2018 Jewellery Trends: Perfectly Imperfect

Trend setters all over the globe have spoken: dainty, ‘imperfect’ styles are shaping this season’s fashion jewellery scene. TALIA PAZ details how retailers can make the most of these offerings.

Jewellery retailers appreciate how fickle fashion can be – bold statement pieces make way for minimalist, subtle styles faster than one can put together a window display for an upcoming season.

This season’s hottest pieces are inspired by fine art, nature and life’s ‘imperfections’, a sharp contrast to the delicate aesthetic that has characterised the fashion jewellery landscape these last few years.

What does this mean exactly? Think mismatched earrings, organic and sculptural necklaces, bracelets and rings that resemble molten metal, and whimsical designs inspired by nature.

“Fashion has a recent preoccupation with all things imperfect – ugly footwear, unisex styles, asymmetrical hems, and mismatched prints,” Kimberly Ong wrote for renowned fashion magazine Harpers Bazaar in a March 2018 article. “Fashion has now embraced [this trend] in all its imperfect glory, and we’re certain it’s here to stay.”

Trend me happy

"Personalisation and strong design are very important – this is what drives the value proposition for the customer, rather than the use of precious metals or stones."
Ken Abbott, managing director of supplier Timesupply

Fashion has long been about wearing statement pieces that catch the eye; however, this season the trend has extended to wearing ‘extra-special’ designs that stand out even more. Local designer Carly Paiker, whose collections range from stocking “very chunky” statement pieces to ultra-fine delicate pendants and rings, explains further.

“For the remainder of 2018, ear lobes will continue to demand attention, with statement earrings being the focus,” Paiker says. “This means arty, mixed materials, mismatched and with a handmade feel. There is also an underwater theme coming through with irregular pearls, beaten metals in gold metal tones – think pirate’s treasure, lost ancient coins and a mermaid’s jewel box.”

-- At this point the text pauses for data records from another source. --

//! WAV file I/O
//!
//! Loads integer PCM WAV files into a [`Sound`] and writes sounds back out
//! using the hound crate. Mono files are duplicated into both channels.

use std::path::Path;

use hound::{SampleFormat, WavReader, WavSpec, WavWriter};
use log::debug;
use serde::Serialize;

use crate::error::{FilterError, Result};
use crate::sound::buffer::Sound;
use crate::sound::sample::{Amplitude, Sample};

/// Header information of a WAV file
#[derive(Debug, Clone, Copy, PartialEq, Eq, Serialize)]
pub struct WavInfo {
    /// Number of channels in the file
    pub channels: u16,
    /// Sample rate in Hz
    pub sample_rate: u32,
    /// Bits per sample
    pub bits_per_sample: u16,
    /// Samples per channel
    pub frames: u32,
    /// True for IEEE float data
    pub is_float: bool,
}

impl WavInfo {
    /// Duration in seconds
    pub fn duration(&self) -> f64 {
        if self.sample_rate == 0 {
            return 0.0;
        }
        self.frames as f64 / self.sample_rate as f64
    }
}

fn ensure_exists(path: &Path) -> Result<()> {
    if !path.is_file() {
        return Err(FilterError::FileNotFound {
            path: path.display().to_string(),
        });
    }
    Ok(())
}

fn open_reader(path: &Path) -> Result<WavReader<std::io::BufReader<std::fs::File>>> {
    ensure_exists(path)?;
    WavReader::open(path).map_err(|e| FilterError::AudioRead {
        path: path.display().to_string(),
        source: e,
    })
}

/// Read the header of a WAV file without decoding its samples
pub fn probe_wav<P: AsRef<Path>>(path: P) -> Result<WavInfo> {
    let path = path.as_ref();
    let reader = open_reader(path)?;
    let spec = reader.spec();

    Ok(WavInfo {
        channels: spec.channels,
        sample_rate: spec.sample_rate,
        bits_per_sample: spec.bits_per_sample,
        frames: reader.duration(),
        is_float: spec.sample_format == SampleFormat::Float,
    })
}

/// Load a WAV file into a stereo [`Sound`]
///
/// # Errors
/// * `FileNotFound` - If the path is not an existing file
/// * `AudioRead` - If the file is not valid WAV or its samples are wider than `T`
/// * `UnsupportedFormat` - For float data or more than two channels
pub fn load_wav<T, P>(path: P) -> Result<Sound<T>>
where
    T: Amplitude + hound::Sample,
    P: AsRef<Path>,
{
    let path = path.as_ref();
    let reader = open_reader(path)?;
    let spec = reader.spec();

    if spec.sample_format == SampleFormat::Float {
        return Err(FilterError::UnsupportedFormat {
            details: "floating point WAV (only integer PCM supported)".to_string(),
        });
    }
    if spec.channels == 0 || spec.channels > 2 {
        return Err(FilterError::UnsupportedFormat {
            details: format!(
                "{}-channel audio (only mono/stereo supported)",
                spec.channels
            ),
        });
    }

    let raw = reader
        .into_samples::<T>()
        .collect::<std::result::Result<Vec<T>, _>>()
        .map_err(|e| FilterError::AudioRead {
            path: path.display().to_string(),
            source: e,
        })?;

    let samples: Vec<Sample<T>> = if spec.channels == 1 {
        raw.into_iter().map(Sample::mono).collect()
    } else {
        raw.chunks_exact(2)
            .map(|frame| Sample::new(frame[0], frame[1]))
            .collect()
    };

    debug!(
        "Loaded {} ({} samples, {} Hz, {}-bit, {} channel(s))",
        path.display(),
        samples.len(),
        spec.sample_rate,
        spec.bits_per_sample,
        spec.channels
    );

    Ok(Sound::new(samples, spec.sample_rate))
}

/// Save a [`Sound`] as a stereo integer PCM WAV file
///
/// `bits_per_sample` must be a multiple of 8 no wider than `T`; samples that
/// do not fit the requested depth fail with `AudioWrite`.
pub fn save_wav<T, P>(sound: &Sound<T>, path: P, bits_per_sample: u16) -> Result<()>
where
    T: Amplitude + hound::Sample,
    P: AsRef<Path>,
{
    let path = path.as_ref();

    if bits_per_sample == 0 || bits_per_sample % 8 != 0 || bits_per_sample > T::BITS {
        return Err(FilterError::UnsupportedFormat {
            details: format!(
                "{}-bit output for {}-bit samples",
                bits_per_sample,
                T::BITS
            ),
        });
    }

    let spec = WavSpec {
        channels: 2,
        sample_rate: sound.sample_rate(),
        bits_per_sample,
        sample_format: SampleFormat::Int,
    };

    let write_error = |e: hound::Error| FilterError::AudioWrite {
        path: path.display().to_string(),
        source: e,
    };

    let mut writer = WavWriter::create(path, spec).map_err(write_error)?;
    for sample in sound {
        writer.write_sample(sample.left).map_err(write_error)?;
        writer.write_sample(sample.right).map_err(write_error)?;
    }
    writer.finalize().map_err(write_error)?;

    debug!("Wrote {} ({} samples)", path.display(), sound.len());

    Ok(())
}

Such earrings can be worn as a pair or individually for an “electric take on asymmetry,” Anna Lapalca, a journalist at Who What Wear, rightfully notes.

Cheryle Roberts, managing director of supplier Stones & Silver, adds that pearl and turquoise styles are also having a serious moment. “Our clients are loving the two tones of silver and rose gold, so we are always looking for trends with these metals,” Roberts says. “Black rhodium is always popular in winter too – fashion tends to focus on greys and blacks in winter, and black goes with everything.”

Les Georgettes
Les Georgettes

According to Debbie Faraday, creative director of Pernille Corydon Jewellery distributor Hipp, there has also been a strong shift back to yellow gold: “Feminine, sophisticated and well-priced pieces are the focus here.”

Charlotte Blakeney agrees with these sentiments. The local designer, whose business By Charlotte counts Miranda Kerr and Elle Macpherson as customers, says pendant necklaces, statement hoop earrings and signet rings are also key trends shaping this season’s fashion jewellery scene.

“This year has also seen a move towards spiritual and personalised jewellery. In particular, we’re seeing a push for birth stones and zodiac-themed pieces,” she adds.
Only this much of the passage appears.